After this pensive deliberation, I thought to myself, This explanation makes sense, but what if I experienced a retrieval failure working against me? Such mental atrophy usually occurs where the patient places an object and when he or she wants to retrieve it, the patient can’t remember where he or she put it. If this explanation is true, then the information that’s needed is not permanently erased but only temporarily forgotten. But if the brain is injured in some way, either by a blow to the head or something internal happens, like an aneurism, the mental turmoil would be permanent until, and if, the injury can be repaired.

“Mister, in case you’re eavesdropping again, and if you’re interested, I might as well tell you I am getting mentally stronger by the minute, that is, if there are passing minutes associated with this nightmare. Eventually, in a manner of speech, eventually my body will also be more energetic. Fair warming!”

As before, the driver didn’t acknowledge anything I said one way or the other. I also shrugged off his ignoring me because, from this latest mental fallout, I garnered more neuro research. For instance, the medical term, “anterograde amnesia” came to mind and I comprehended how this condition involved difficulty remembering events that occurred after the injury. Moreover, since suppression and regression, which highlighted motivated forgetting, was also something self-induced for any number of reasons, so was emotional shock that could block certain memories. If there was no physical or emotional cause for such memory loss, then the origin might be traced to psychogenic amnesia.

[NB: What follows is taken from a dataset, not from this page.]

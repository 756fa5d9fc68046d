//! Business workflows built on the scoring engine.

pub mod loans;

By the time I finished with the impromptu examination of possible mental ailments, and, apparently, based on medical studies I likely had access to in my past, I still ended up with no concrete answers; that is, proven solutions to repair the cognitive disarray. For whatever reason, I sensed I the impetus of this mental exercise struck upon many possibilities relative to cognitive failure or problems with retrieving memories. Equally, I reasoned the fundamental purpose of the exercise was academic given what the source of the problem came down to; specifically, what caused the cognitive disability. Thus, the collateral damage of blocking or erasing essential memories applicable to my personhood.

At this point, what was more important in the greater or lesser scheme of things was what I had initially planned: escaping from the stranger’s mobile citadel on wheels, and later hope that I could retrieve the memories I had lost or were provisionally displaced. That said, I was back to the original threat and quandary: could I avoid injury or death if I jumped from the fast-moving vehicle? Even if I managed to survive, I would still have to take my chances and elude the driver who was sure to pursue his quarry.

“Yes,” I murmured; “this cautionary feedback elicits a wealth of knowledge, but where can I run to if I absconded? What if the driver is faster than me? Certainly, he has the advantage of knowing this terrain we’re driving through. He also has the advantage of knowing what I still can’t recall from my past; that is, unless I could somehow disable him. If so, what chance do I have? He appears strong and might very well prove to be invincible.”

The arguments that shadowed my cogent mounting fears made sense to me. To my greater disadvantage postulating such details and awareness, was sensing the driver likely heard everything I said to myself given this latest internal address, yet smartly didn’t let on this time.

Besides, concealing my plans from a perceived enemy who knew every move I made or would make was tantamount to professing one’s honesty to someone who also was aware of one’s forthcoming deception. It followed that I had to devise another scheme that didn’t matter if he knew what was about to happen. Besides, there was also the element of surprise and timing that might provide me with an advantage, however slight.

After stating this ploy with confidence, I boldly said out loud, “Two can play the same game, mister.”